A Justice Department official said Thursday night that the administration will again ask the Supreme Court to set aside the legal rulings that have largely gutted Trump’s policy.

“The Supreme Court has stepped in to correct these lower courts before, and we will now return to the Supreme Court to vindicate the executive branch’s duty to protect the nation,” a Justice spokeswoman said.

The revised travel ban Trump issued in March suspends issuance of U.S. visas to residents of six majority-Muslim countries and halts admission of refugees from across the globe. The Supreme Court has set arguments on the ban’s legality for October 10.

Asked about the appeals court decision, a White House official expressed confidence in the legal underpinnings of Trump’s directive.

“The president’s travel order is well within his legal authority and keeps our nation safe,” said the official, who spoke on the condition of anonymity. “The Department of Justice will vigorously defend it.”

The new appeals court ruling could effectively negate the travel ban’s application to refugees in the coming weeks, since about 24,000 are already assigned to U.S. resettlement organizations.

In July, the Supreme Court temporarily halted the lower-court ruling clearing the way for admission of more refugees, but the high court’s ruling expires by its own terms now that the 9th Circuit has ruled on the issue.

Now, the Trump administration seems intent on again asking the justices to address the definition of close family and to clarify which refugees are exempt under the high court’s June order.

The annual allocation of refugees runs through the end of the fiscal year at the end of this month.

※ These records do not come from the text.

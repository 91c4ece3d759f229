//! Diagnostic readback
//!
//! Blocking copies of device buffers into host memory. Each read allocates
//! its own scratch buffer and releases it afterwards. None of this runs on
//! the steady-state frame path unless `debug_mode` is set.

use crate::renderer::error::{RendererErrorContext, RendererResult};

/// Copy `size` bytes of `source` to the host, blocking until the device is idle
pub fn read_buffer_blocking(
    device: &wgpu::Device,
    queue: &wgpu::Queue,
    source: &wgpu::Buffer,
    size: u64,
) -> RendererResult<Vec<u8>> {
    if size == 0 {
        return Ok(Vec::new());
    }

    let scratch = device.create_buffer(&wgpu::BufferDescriptor {
        label: Some("Diagnostic Readback Scratch"),
        size,
        usage: wgpu::BufferUsages::MAP_READ | wgpu::BufferUsages::COPY_DST,
        mapped_at_creation: false,
    });

    let mut encoder = device.create_command_encoder(&wgpu::CommandEncoderDescriptor {
        label: Some("Diagnostic Readback Copy"),
    });
    encoder.copy_buffer_to_buffer(source, 0, &scratch, 0, size);
    queue.submit(Some(encoder.finish()));

    let (sender, receiver) = flume::bounded(1);
    scratch
        .slice(..)
        .map_async(wgpu::MapMode::Read, move |result| {
            sender.send(result).ok();
        });

    let _ = device.poll(wgpu::Maintain::Wait);

    let result = receiver
        .recv()
        .readback_context("read_buffer_blocking")
        .and_then(|mapped| mapped.readback_context("read_buffer_blocking"))
        .map(|()| {
            let bytes = scratch.slice(..).get_mapped_range().to_vec();
            scratch.unmap();
            bytes
        });

    scratch.destroy();
    result
}

/// Log line emitted by the debug readback
pub fn visible_points_line(visible: u32, total: u32) -> String {
    format!("Visible points: {} of {}", visible, total)
}

/// Opt-in per-frame visible count readback
#[derive(Debug, Clone, Default)]
pub struct DiagnosticReadback {
    enabled: bool,
    last_count: Option<u32>,
    failures: u32,
}

impl DiagnosticReadback {
    pub fn new(enabled: bool) -> Self {
        Self {
            enabled,
            ..Default::default()
        }
    }

    pub fn is_enabled(&self) -> bool {
        self.enabled
    }

    /// Record the outcome of one readback
    ///
    /// Failures are logged and swallowed so the render loop keeps going.
    pub fn record(&mut self, result: RendererResult<u32>, total: u32) -> Option<u32> {
        match result {
            Ok(visible) => {
                log::info!("{}", visible_points_line(visible, total));
                self.last_count = Some(visible);
                Some(visible)
            }
            Err(e) => {
                self.failures += 1;
                log::warn!("[DiagnosticReadback::record] Visible count readback failed: {}", e);
                None
            }
        }
    }

    /// Last successfully read visible count
    pub fn last_count(&self) -> Option<u32> {
        self.last_count
    }

    pub fn failures(&self) -> u32 {
        self.failures
    }
}
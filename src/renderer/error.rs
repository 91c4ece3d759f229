//! Renderer subsystem error handling
//!
//! Type aliases and helper constructors for the point cloud renderer so call
//! sites stay short and no GPU path needs unwrap().

use crate::error::{EngineError, EngineResult};

/// Type alias for renderer operation results
pub type RendererResult<T> = EngineResult<T>;

/// Helper trait for renderer error contexts
pub trait RendererErrorContext<T> {
    /// Map any displayable error into a readback failure
    fn readback_context(self, context: &str) -> RendererResult<T>;
}

impl<T, E> RendererErrorContext<T> for Result<T, E>
where
    E: std::fmt::Display,
{
    fn readback_context(self, context: &str) -> RendererResult<T> {
        self.map_err(|e| readback_error(context, e))
    }
}

/// Create a pipeline fault error
pub fn pipeline_fault(operation: &str, error: impl std::fmt::Display) -> EngineError {
    EngineError::PipelineFault {
        message: format!("{}: {}", operation, error),
    }
}

/// Create a diagnostic readback error
pub fn readback_error(operation: &str, error: impl std::fmt::Display) -> EngineError {
    EngineError::ReadbackFailed {
        message: format!("{}: {}", operation, error),
    }
}

/// Create an error for an asset reference that was never set
pub fn missing_asset(asset: &str) -> EngineError {
    EngineError::invalid_config(asset, "asset reference is not set")
}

Trump could try to block the admission of any refugees after Sept. 30 by setting that number to zero or a low figure.

Obama had set the cap for this year at 110,000, although for budget and capacity reasons a much lower number of refugees were actually expected to be admitted. Trump attempted to lower the cap to 50,000 for this year, but court rulings have effectively blocked that move.

A lawyer handling the case decided Thursday, Neal Katyal, hailed the decision.

“The court of appeals has just sided with Hawaii (and constitutional freedoms everywhere) against Trump,” Katyal wrote on Twitter.

All three 9th Circuit judges who ruled on the travel ban exemption Thursday are appointees of President Bill Clinton. It’s the same panel of jurists that issued one of the two appeals court rulings earlier this year that Trump’s revised travel ban was likely illegal. By 9th Circuit policy, the same set of judges is usually assigned to recurring appeals arising from the same case.

Trump billed his initial travel-ban order, issued in January, and the revised edition, released in March, as anti-terrorism measures designed to protect Americans from threats posed by radical foreigners and to allow authorities time to improve vetting procedures. However, critics denounced the measures as thinly veiled versions of the Muslim ban Trump promoted and promised during his presidential campaign.

The Virginia-based 4th U.S. Circuit Court of Appeals accepted that argument in a May ruling against the revised travel ban, with the court’s majority concluding that the order amounts to intentional religious discrimination.

The California-based 9th Circuit’s decision, issued in June, dodged that issue, concluding that Trump failed to meet legal requirements and exceeded his statutory authority in issuing the directive.

The two key prongs of the revised travel ban are set to expire in the coming weeks, further complicating the legal picture. The 90-day ban on issuance of visas to citizens of Iran, Libya, Somalia, Sudan, Syria and Yemen expires Sept. 24. So that part of Trump’s policy could be expired by the time the case is argued at the Supreme Court on Oct. 10. The refugee halt is scheduled to end about two weeks later.